Each line from the first down to the one containing "let mut out = String::new();" should be returned exactly as it appears below.

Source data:
════
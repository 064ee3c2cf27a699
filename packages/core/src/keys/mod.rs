//! Key Encoding
//!
//! Pure functions deriving storage identities:
//!
//! - Field keys: `name` or `name@<canonical-json-of-arguments>`
//! - Entity keys: `Typename:id`
//!
//! Argument objects are stringified with recursively sorted keys, so two
//! invocations with equal arguments always land on the same field key no
//! matter how the argument objects were built.

use crate::models::{Argument, ArgumentValue, EntityKey, FieldSelection, Variables};
use serde_json::{Map, Value};

/// Field key for `name` invoked with already-resolved arguments
pub fn field_key(name: &str, resolved_args: &Map<String, Value>) -> String {
    if resolved_args.is_empty() {
        return name.to_string();
    }

    let mut key = String::with_capacity(name.len() + 16);
    key.push_str(name);
    key.push('@');
    write_canonical_object(resolved_args, &mut key);
    key
}

/// Field key for a selected field, resolving its arguments against `variables`
pub fn selection_field_key(field: &FieldSelection, variables: &Variables) -> String {
    if field.arguments.is_empty() {
        return field.name.clone();
    }
    field_key(&field.name, &resolve_arguments(&field.arguments, variables))
}

/// JSON encoding with object keys sorted at every depth
pub fn canonical_stringify(value: &Value) -> String {
    let mut out = String::new();
    write_canonical(value, &mut out);
    out
}

fn write_canonical(value: &Value, out: &mut String) {
    match value {
        Value::Array(items) => {
            out.push('[');
            for (i, item) in items.iter().enumerate() {
                if i > 0 {
                    out.push(',');
                }
                write_canonical(item, out);
            }
            out.push(']');
        }
        Value::Object(map) => write_canonical_object(map, out),
        // Display on a scalar Value is its compact JSON form
        scalar => out.push_str(&scalar.to_string()),
    }
}

fn write_canonical_object(map: &Map<String, Value>, out: &mut String) {
    let mut entries: Vec<(&String, &Value)> = map.iter().collect();
    entries.sort_by(|a, b| a.0.cmp(b.0));

    out.push('{');
    for (i, (name, value)) in entries.into_iter().enumerate() {
        if i > 0 {
            out.push(',');
        }
        out.push_str(&Value::from(name.as_str()).to_string());
        out.push(':');
        write_canonical(value, out);
    }
    out.push('}');
}

/// Evaluate argument AST nodes against variable bindings
///
/// Unbound variables behave like undefined values: they are dropped from
/// objects and become `null` inside lists.
pub fn resolve_arguments(arguments: &[Argument], variables: &Variables) -> Map<String, Value> {
    arguments
        .iter()
        .filter_map(|argument| {
            resolve_value(&argument.value, variables).map(|value| (argument.name.clone(), value))
        })
        .collect()
}

fn resolve_value(value: &ArgumentValue, variables: &Variables) -> Option<Value> {
    match value {
        ArgumentValue::Literal { value } => Some(value.clone()),
        ArgumentValue::Variable { name } => {
            let resolved = variables.get(name).cloned();
            if resolved.is_none() {
                tracing::trace!(variable = %name, "Unbound variable in arguments");
            }
            resolved
        }
        ArgumentValue::Object { fields } => Some(Value::Object(resolve_arguments(fields, variables))),
        ArgumentValue::List { items } => Some(Value::Array(
            items
                .iter()
                .map(|item| resolve_value(item, variables).unwrap_or(Value::Null))
                .collect(),
        )),
    }
}

/// Entity key for a typename/id pair
pub fn entity_key(typename: &str, id: &str) -> EntityKey {
    EntityKey::new(typename, id)
}

/// Whether a response value is an object with string `__typename` and string `id`
pub fn is_entity_keyable(value: &Value) -> bool {
    entity_key_of(value).is_some()
}

/// Entity key of a keyable response value
pub fn entity_key_of(value: &Value) -> Option<EntityKey> {
    let object = value.as_object()?;
    let typename = object.get("__typename")?.as_str()?;
    let id = object.get("id")?.as_str()?;
    Some(entity_key(typename, id))
}

#[cfg(test)]
mod tests {
    use super::*;
    use crate::models::{Selection, Variables};
    use serde_json::json;

    fn vars(value: Value) -> Variables {
        match value {
            Value::Object(map) => map,
            _ => Variables::new(),
        }
    }

    #[test]
    fn test_field_key_without_arguments_is_the_name() {
        assert_eq!(field_key("title", &Map::new()), "title");
    }

    #[test]
    fn test_field_key_with_arguments() {
        let args = vars(json!({ "id": "book1" }));
        assert_eq!(field_key("book", &args), r#"book@{"id":"book1"}"#);
    }

    #[test]
    fn test_canonical_stringify_sorts_keys_recursively() {
        let a = json!({ "b": 1, "a": { "y": [1, { "d": 2, "c": 3 }], "x": null } });
        let mut reordered = Map::new();
        let mut inner = Map::new();
        inner.insert("x".to_string(), Value::Null);
        inner.insert("y".to_string(), json!([1, { "c": 3, "d": 2 }]));
        reordered.insert("a".to_string(), Value::Object(inner));
        reordered.insert("b".to_string(), json!(1));

        let expected = r#"{"a":{"x":null,"y":[1,{"c":3,"d":2}]},"b":1}"#;
        assert_eq!(canonical_stringify(&a), expected);
        assert_eq!(canonical_stringify(&Value::Object(reordered)), expected);
    }

    #[test]
    fn test_canonical_stringify_escapes_strings() {
        assert_eq!(
            canonical_stringify(&json!({ "q\"": "a\nb" })),
            r#"{"q\"":"a\nb"}"#
        );
    }

    #[test]
    fn test_resolve_arguments_literals_variables_and_nesting() {
        let arguments = vec![
            Argument {
                name: "filters".to_string(),
                value: ArgumentValue::object([
                    ("genre", ArgumentValue::variable("genre")),
                    ("minYear", ArgumentValue::literal(1990)),
                ]),
            },
            Argument {
                name: "ids".to_string(),
                value: ArgumentValue::list(vec![
                    ArgumentValue::literal("a"),
                    ArgumentValue::variable("second"),
                ]),
            },
        ];

        let resolved = resolve_arguments(
            &arguments,
            &vars(json!({ "genre": "scifi", "second": "b" })),
        );
        assert_eq!(
            Value::Object(resolved),
            json!({ "filters": { "genre": "scifi", "minYear": 1990 }, "ids": ["a", "b"] })
        );
    }

    #[test]
    fn test_unbound_variables() {
        let arguments = vec![
            Argument {
                name: "first".to_string(),
                value: ArgumentValue::variable("missing"),
            },
            Argument {
                name: "ids".to_string(),
                value: ArgumentValue::list(vec![ArgumentValue::variable("missing")]),
            },
        ];

        let resolved = resolve_arguments(&arguments, &Variables::new());
        assert_eq!(Value::Object(resolved), json!({ "ids": [null] }));
    }

    #[test]
    fn test_selection_field_key_is_argument_order_independent() {
        let forward = Selection::object("books", vec![])
            .with_argument("limit", ArgumentValue::literal(10))
            .with_argument("offset", ArgumentValue::literal(0));
        let backward = Selection::object("books", vec![])
            .with_argument("offset", ArgumentValue::literal(0))
            .with_argument("limit", ArgumentValue::literal(10));

        let empty = Variables::new();
        assert_eq!(
            selection_field_key(forward.field().unwrap(), &empty),
            selection_field_key(backward.field().unwrap(), &empty)
        );
    }

    #[test]
    fn test_entity_keyable_values() {
        assert!(is_entity_keyable(&json!({ "__typename": "Book", "id": "b1" })));
        assert!(!is_entity_keyable(&json!({ "__typename": "Book" })));
        assert!(!is_entity_keyable(&json!({ "__typename": "Book", "id": 1 })));
        assert!(!is_entity_keyable(&json!([{ "__typename": "Book", "id": "b1" }])));
        assert_eq!(
            entity_key_of(&json!({ "__typename": "Book", "id": "b1", "title": "x" })),
            Some(EntityKey::new("Book", "b1"))
        );
    }
}
//! Normalized Store
//!
//! Owns the flat [`Storage`] for one client session and exposes the three
//! operations transport and UI layers build on:
//!
//! - [`Store::write`] - normalize a result, merge it, broadcast the touched keys
//! - [`Store::read`] - denormalize from current storage; `None` on a cache miss
//! - [`Store::observe`] - a stream that re-emits whenever its dependencies change
//!
//! # Architecture
//!
//! A `Store` is a cheap handle: clones share the same storage and event
//! channel, so one instance can be threaded through every caller of a
//! session. There is no process-wide store.
//!
//! Normalization and denormalization are synchronous tree walks. The storage
//! lock is held only for the merge (writes) or the walk (reads). Once a
//! change is merged and the write lock released, the store re-reads every
//! affected observation before returning, so each relevant write yields its
//! own emission. The same change is then published as a [`StoreEvent`] for
//! raw subscribers.
//!
//! # Examples
//!
//! ```rust
//! use graphcache_core::models::{ArgumentValue, Operation, Selection, Variables};
//! use graphcache_core::store::Store;
//! use serde_json::json;
//!
//! # fn main() -> Result<(), graphcache_core::CacheError> {
//! let store = Store::new();
//! let query = Operation::query(vec![Selection::object(
//!     "book",
//!     vec![Selection::typename(), Selection::scalar("id"), Selection::scalar("title")],
//! )
//! .with_argument("id", ArgumentValue::literal("book1"))]);
//!
//! let data = json!({ "book": { "__typename": "Book", "id": "book1", "title": "GraphQL in Action" } });
//! store.write(&query, &Variables::new(), &data)?;
//! assert_eq!(store.read(&query, &Variables::new())?, Some(data));
//! # Ok(())
//! # }
//! ```

mod config;
mod events;
mod observation;
mod registry;

pub use config::{StoreConfig, DEFAULT_EVENT_CAPACITY};
pub use events::StoreEvent;
pub use observation::{Observation, ObservedData};

use crate::denormalize::{denormalize, Denormalized};
use crate::error::CacheError;
use crate::models::{DependencySet, EntityKey, Operation, Record, Storage, StorageKey, Variables};
use crate::normalize::{normalize, NormalizedPatch};
use registry::{ObserverId, ObserverRegistry};
use serde_json::Value;
use std::sync::{Arc, Mutex, MutexGuard, PoisonError, RwLock, RwLockReadGuard, RwLockWriteGuard};
use tokio::sync::{broadcast, mpsc};

/// Session-scoped normalized cache
#[derive(Clone)]
pub struct Store {
    storage: Arc<RwLock<Storage>>,

    /// Live observations, re-read synchronously after each change
    observers: Arc<Mutex<ObserverRegistry>>,

    /// Broadcast channel for store events
    event_tx: broadcast::Sender<StoreEvent>,

    config: StoreConfig,
}

impl Store {
    /// Create an empty store with default configuration
    pub fn new() -> Self {
        Self::with_config(StoreConfig::default())
    }

    /// Create an empty store
    pub fn with_config(config: StoreConfig) -> Self {
        let (event_tx, _) = broadcast::channel(config.channel_capacity());
        Self {
            storage: Arc::new(RwLock::new(Storage::new())),
            observers: Arc::new(Mutex::new(ObserverRegistry::default())),
            event_tx,
            config,
        }
    }

    pub fn config(&self) -> &StoreConfig {
        &self.config
    }

    /// Normalize `data` and merge it into storage
    ///
    /// Partial payloads are legitimate: absent fields are simply not written.
    /// Fails only on malformed input, in which case storage is left untouched.
    pub fn write(
        &self,
        operation: &Operation,
        variables: &Variables,
        data: &Value,
    ) -> Result<(), CacheError> {
        let NormalizedPatch { storage: patch, touched } = normalize(operation, variables, data)?;

        self.write_storage().merge(patch);

        tracing::debug!(
            operation = operation.display_name(),
            touched = touched.len(),
            "Wrote operation result to store"
        );
        self.publish(StoreEvent::Written {
            touched: Arc::new(touched),
        });
        Ok(())
    }

    /// Read `operation` from the cache
    ///
    /// Returns `None` when any selected field is missing (a cache miss).
    pub fn read(
        &self,
        operation: &Operation,
        variables: &Variables,
    ) -> Result<Option<Value>, CacheError> {
        let result = self.read_denormalized(operation, variables)?;
        if result.partial {
            tracing::debug!(operation = operation.display_name(), "Cache miss (partial data)");
            return Ok(None);
        }
        Ok(Some(result.data))
    }

    /// Read `operation` and return the best-effort data with its completeness and dependencies
    pub fn read_denormalized(
        &self,
        operation: &Operation,
        variables: &Variables,
    ) -> Result<Denormalized, CacheError> {
        let storage = self.read_storage();
        denormalize(operation, variables, &storage)
    }

    /// Watch `operation` for changes
    ///
    /// The returned observation holds the current result immediately; later
    /// emissions follow writes that touch what that result was built from.
    pub fn observe(
        &self,
        operation: &Operation,
        variables: &Variables,
    ) -> Result<Observation, CacheError> {
        Observation::start(self.clone(), operation.clone(), variables.clone())
    }

    /// Remove one entity record
    ///
    /// Links to the entity stay in place and read as missing data afterwards.
    /// Returns whether a record was removed.
    pub fn invalidate(&self, key: &EntityKey) -> bool {
        let removed = self.write_storage().remove_entity(key).is_some();
        if removed {
            tracing::debug!(entity = %key, "Invalidated entity");
            self.publish(StoreEvent::Invalidated {
                key: StorageKey::Entity(key.clone()),
            });
        }
        removed
    }

    /// Drop every record, leaving an empty root
    pub fn clear(&self) {
        *self.write_storage() = Storage::new();
        tracing::debug!("Cleared store");
        self.publish(StoreEvent::Reset);
    }

    /// Copy of one entity record
    pub fn entity(&self, key: &EntityKey) -> Option<Record> {
        self.read_storage().entity(key).cloned()
    }

    /// Copy of the whole storage
    pub fn snapshot(&self) -> Storage {
        self.read_storage().clone()
    }

    /// Subscribe to raw store events
    pub fn subscribe_to_events(&self) -> broadcast::Receiver<StoreEvent> {
        self.event_tx.subscribe()
    }

    /// Register an observer, computing its first emission under the registry lock
    ///
    /// A write that lands between the first read and registration is still
    /// delivered: its notify step waits for the registry lock.
    fn register_observer(
        &self,
        operation: Operation,
        variables: Variables,
    ) -> Result<(ObserverId, mpsc::UnboundedReceiver<ObservedData>), CacheError> {
        let mut observers = self.lock_observers();
        let initial = self.read_denormalized(&operation, &variables)?;
        Ok(observers.register(operation, variables, initial))
    }

    fn unregister_observer(&self, id: ObserverId) -> bool {
        self.lock_observers().unregister(id)
    }

    fn observer_tracked(&self, id: ObserverId) -> Option<DependencySet> {
        self.lock_observers().tracked(id).cloned()
    }

    /// Re-read affected observers, then emit the event to raw subscribers
    fn publish(&self, event: StoreEvent) {
        {
            let mut observers = self.lock_observers();
            if !observers.is_empty() {
                let storage = self.read_storage();
                let sent = observers.notify(&event, &storage, self.config.dedupe_emissions);
                tracing::debug!(
                    event = event.event_type(),
                    observers = observers.len(),
                    sent,
                    "Notified observers"
                );
            }
        }
        self.emit_event(event);
    }

    /// Emit a store event to all subscribers
    ///
    /// Ignores errors if there are no subscribers.
    fn emit_event(&self, event: StoreEvent) {
        let _ = self.event_tx.send(event);
    }

    fn lock_observers(&self) -> MutexGuard<'_, ObserverRegistry> {
        self.observers.lock().unwrap_or_else(PoisonError::into_inner)
    }

    fn read_storage(&self) -> RwLockReadGuard<'_, Storage> {
        self.storage.read().unwrap_or_else(PoisonError::into_inner)
    }

    fn write_storage(&self) -> RwLockWriteGuard<'_, Storage> {
        self.storage.write().unwrap_or_else(PoisonError::into_inner)
    }
}

impl Default for Store {
    fn default() -> Self {
        Self::new()
    }
}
════
Exercise answer:
repository 064ee3c2cf27a699
filename packages/core/src/keys/mod.rs
//! Key Encoding
//!
//! Pure functions deriving storage identities:
//!
//! - Field keys: `name` or `name@<canonical-json-of-arguments>`
//! - Entity keys: `Typename:id`
//!
//! Argument objects are stringified with recursively sorted keys, so two
//! invocations with equal arguments always land on the same field key no
//! matter how the argument objects were built.

use crate::models::{Argument, ArgumentValue, EntityKey, FieldSelection, Variables};
use serde_json::{Map, Value};

/// Field key for `name` invoked with already-resolved arguments
pub fn field_key(name: &str, resolved_args: &Map<String, Value>) -> String {
    if resolved_args.is_empty() {
        return name.to_string();
    }

    let mut key = String::with_capacity(name.len() + 16);
    key.push_str(name);
    key.push('@');
    write_canonical_object(resolved_args, &mut key);
    key
}

/// Field key for a selected field, resolving its arguments against `variables`
pub fn selection_field_key(field: &FieldSelection, variables: &Variables) -> String {
    if field.arguments.is_empty() {
        return field.name.clone();
    }
    field_key(&field.name, &resolve_arguments(&field.arguments, variables))
}

/// JSON encoding with object keys sorted at every depth
pub fn canonical_stringify(value: &Value) -> String {
    let mut out = String::new();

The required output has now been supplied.